Bu firmalara rağbetin artması, lojistik sektörü ve üretici ile tüketici arasında ilişkiyi kuran cep telefonu uygulamaları için önemli bir fırsattı. Sektörün karlılığı gittikçe arttı. Ancak bu artışa rağmen firmalar, salgın öncesi ücret ve çalışma koşullarını değiştirme konusunda isteksiz davrandılar. Tabir caizse artan karlılıklarını bölüşme konusunda pek hevesli olmadılar. Salgın sonrası ortaya çıkan enflasyon alt ve orta gelir grubundaki insanların sırtına binerken, salgın sayesinde para kazanan firmalar için yaşanan olaylar sadece karlılıklarını arttırmak için müstesna bir fırsattan ibaretti. Bu durum, ardı ardına grevlerin başlamasını beraberinde getirdi. Pandemi şartlarında hizmet veren ve hem ekonomiyi hem insanları ayakta tutan ve pandeminin yarattığı enflasyonun altında ezilen işçiler, firmaların bu fırsat döneminde arttırdıkları karlılıktan paylarını istediler.
Bu durumu sendikalara karşı alerjik bir yaklaşımla ele alamayız veya iş piyasasındaki serbestiyetin altını çizerek geçiştiremeyiz. Ortada siyasi otoritenin müdahalesiyle yaşanan bir servet transferi olduğunu kabul etmeli ve bu transferden sadece firma sahiplerinin değil aynı zamanda çalışanların da faydalanmasını makul bulmak zorundayız. Normal şartlar altında yapamayacakları karları, kapatma ve sokağa çıkma yasakları sayesinde yapan firma sahiplerini işçilere karşı müdafaa etmenin etik bir boyutu yok. Üstelik, ücret artışı taleplerinin kamusal alanda, barışçıl bir şekilde ifade edilebilmesi de özgürlüklerimiz açısından farkında olmasak da teminat niteliği taşımaktadır. Bu tip protestoların Türkiye’de salgın bahanesiyle defalarca yasaklandığını gördük. Allah’tan hükümet, salgının enflasyonist etkilerini kat be kat daha fazla hissetmemizi sağlayan akıl almaz ekonomi politikaları uyguladı. Böylece oluşan yüksek enflasyondan dolayı, kendisinden ziyade firma sahiplerini suçlamayı makul buluyor ve halkın öfkesini bu insanlara yönlendirmeyi tercih ediyor. Bu sayede açılan bir özgürlük alanı var ve yeniden, toplanma ve protesto gibi iyice can çekişen haklarımızı geri alabiliriz.
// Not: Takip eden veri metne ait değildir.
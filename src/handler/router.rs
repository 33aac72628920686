//! Request dispatch module
//!
//! Entry point for HTTP request processing: method validation, health checks,
//! body decoding and handing the decoded request to the model router.

use http_body_util::{BodyExt, Full, LengthLimitError, Limited};
use hyper::body::{Body, Bytes};
use hyper::header::{HeaderMap, HeaderValue, CONTENT_LENGTH, CONTENT_TYPE, USER_AGENT};
use hyper::{Method, Request, Response, StatusCode};
use serde_json::{Map, Value};
use std::convert::Infallible;
use std::net::SocketAddr;
use std::sync::atomic::Ordering;
use std::sync::Arc;
use std::time::Instant;

use crate::config::AppState;
use crate::error::ErrorOut;
use crate::http;
use crate::logger::{self, AccessLogEntry};
use crate::router::{ModelRequest, RouterResponse, MODEL_ID_HEADER};

/// Main entry point for HTTP request handling
pub async fn handle_request<B>(
    req: Request<B>,
    state: Arc<AppState>,
    peer_addr: SocketAddr,
) -> Result<Response<Full<Bytes>>, Infallible>
where
    B: Body,
    B::Error: Into<Box<dyn std::error::Error + Send + Sync>>,
{
    let started = Instant::now();
    let access_log = state.cached_access_log.load(Ordering::Relaxed);
    let entry = access_log.then(|| start_entry(&req, peer_addr));

    let mut response = route_request(req, &state).await;
    if let Ok(name) = HeaderValue::from_str(&state.config.http.server_name) {
        response.headers_mut().insert("Server", name);
    }

    if let Some(mut entry) = entry {
        entry.status = response.status().as_u16();
        entry.body_bytes = response
            .body()
            .size_hint()
            .exact()
            .and_then(|n| usize::try_from(n).ok())
            .unwrap_or_default();
        entry.content_type = header_string(response.headers(), CONTENT_TYPE.as_str());
        entry.request_time_us = u64::try_from(started.elapsed().as_micros()).unwrap_or(u64::MAX);
        logger::log_access(&entry, &state.config.logging.access_log_format);
    }

    Ok(response)
}

fn start_entry<B>(req: &Request<B>, peer_addr: SocketAddr) -> AccessLogEntry {
    let mut entry = AccessLogEntry::new(
        peer_addr.ip().to_string(),
        req.method().to_string(),
        req.uri().path().to_string(),
    );
    entry.model_id = header_string(req.headers(), MODEL_ID_HEADER);
    entry.user_agent = header_string(req.headers(), USER_AGENT.as_str());
    entry
}

fn header_string(headers: &HeaderMap, name: &str) -> Option<String> {
    headers
        .get(name)
        .and_then(|v| v.to_str().ok())
        .map(ToString::to_string)
}

/// Route by method and path
async fn route_request<B>(req: Request<B>, state: &AppState) -> Response<Full<Bytes>>
where
    B: Body,
    B::Error: Into<Box<dyn std::error::Error + Send + Sync>>,
{
    if req.method() == Method::POST {
        return handle_model_request(req, state).await;
    }

    let health = &state.config.http.health;
    let path = req.uri().path();
    let is_health =
        health.enabled && (path == health.liveness_path || path == health.readiness_path);
    match req.method() {
        &Method::OPTIONS => http::build_options_response(state.config.http.enable_cors),
        &Method::GET if is_health => http::build_health_response("ok"),
        &Method::HEAD if is_health => http::without_body(http::build_health_response("ok")),
        method => {
            logger::log_warning(&format!("Method not allowed: {method} {path}"));
            http::build_405_response()
        }
    }
}

/// Decode the body and headers, then let the router handle the request
async fn handle_model_request<B>(req: Request<B>, state: &AppState) -> Response<Full<Bytes>>
where
    B: Body,
    B::Error: Into<Box<dyn std::error::Error + Send + Sync>>,
{
    let max_body_size = state.config.http.max_body_size;
    if let Some(resp) = check_body_size(req.headers(), max_body_size) {
        return resp;
    }

    let (parts, body) = req.into_parts();
    let limit = usize::try_from(max_body_size).unwrap_or(usize::MAX);
    let bytes = match Limited::new(body, limit).collect().await {
        Ok(collected) => collected.to_bytes(),
        // Chunked bodies carry no Content-Length
        Err(e) if e.downcast_ref::<LengthLimitError>().is_some() => {
            logger::log_error(&format!(
                "Request body exceeded {max_body_size} bytes while streaming"
            ));
            return http::build_413_response(max_body_size);
        }
        Err(e) => {
            logger::log_warning(&format!("Failed to read request body: {e}"));
            return http::build_error_response(
                StatusCode::BAD_REQUEST,
                &ErrorOut::invalid_request("Failed to read request body"),
            );
        }
    };

    let args = match parse_args(&bytes) {
        Ok(args) => args,
        Err(error) => return http::build_error_response(StatusCode::BAD_REQUEST, &error),
    };

    let request = ModelRequest::from_headers(args, &parts.headers);
    let mut response = into_http_response(state.router.handle(request).await);
    if state.config.http.enable_cors {
        response
            .headers_mut()
            .insert("Access-Control-Allow-Origin", HeaderValue::from_static("*"));
    }
    response
}

/// Decode a request body into router arguments; an empty body means no arguments
fn parse_args(body: &[u8]) -> Result<Map<String, Value>, ErrorOut> {
    if body.iter().all(u8::is_ascii_whitespace) {
        return Ok(Map::new());
    }
    match serde_json::from_slice::<Value>(body) {
        Ok(Value::Object(args)) => Ok(args),
        Ok(_) => Err(ErrorOut::invalid_request(
            "Request body must be a JSON object",
        )),
        Err(e) => Err(ErrorOut::invalid_request(format!(
            "Request body is not valid JSON: {e}"
        ))),
    }
}

fn into_http_response(response: RouterResponse) -> Response<Full<Bytes>> {
    match response {
        RouterResponse::Json { status, body } => http::build_json_response(status, &body),
        RouterResponse::Image {
            content_type,
            bytes,
        } => http::build_image_response(content_type, bytes),
    }
}

/// Validate Content-Length header and return 413 if exceeded
fn check_body_size(headers: &HeaderMap, max_body_size: u64) -> Option<Response<Full<Bytes>>> {
    let content_length = headers.get(CONTENT_LENGTH)?;
    content_length.to_str().map_or_else(
        |_| {
            logger::log_warning("Content-Length header contains non-ASCII characters");
            None
        },
        |size_str| match size_str.parse::<u64>() {
            Ok(size) if size > max_body_size => {
                logger::log_error(&format!(
                    "Request body too large: {size} bytes (max: {max_body_size})"
                ));
                Some(http::build_413_response(max_body_size))
            }
            Err(_) => {
                logger::log_warning(&format!(
                    "Invalid Content-Length value: '{size_str}', skipping size check"
                ));
                None
            }
            _ => None,
        },
    )
}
Ezcümle, bir salgını ve salgın süresince ortaya çıkan statükoyu geride bırakıyoruz. Toplumun, siyasetin ve ekonominin salgın öncesi haline dönmesi biraz zaman alacak ve bu bir anda gerçekleşmeyecek. Bu süreci, özgürlüklerimizden taviz vermeden ve hayatımızdan siyasal otoritenin tercihlerimizi sınırlandırmaya hevesli tavrını olabildiğince uzak tutarak geçiştirmek gerekiyor. Bunun için de ister Migros işçisi, ister Kanadalı tır şoförü olsun insanların hak taleplerini desteklemek gerekiyor. Ne tır şoförleri ırkçı birer faşist ne de Migros işçileri radikal devrimci. Bu kesimleri, devletlerin ve onlar sayesinde servetlerini arttıran firmaların bu şekilde tanımlamalarına aldırış etmeden, organik birer tepki olarak algılamak ve protesto pratiğini olabildiğince canlı tutmak gerekiyor.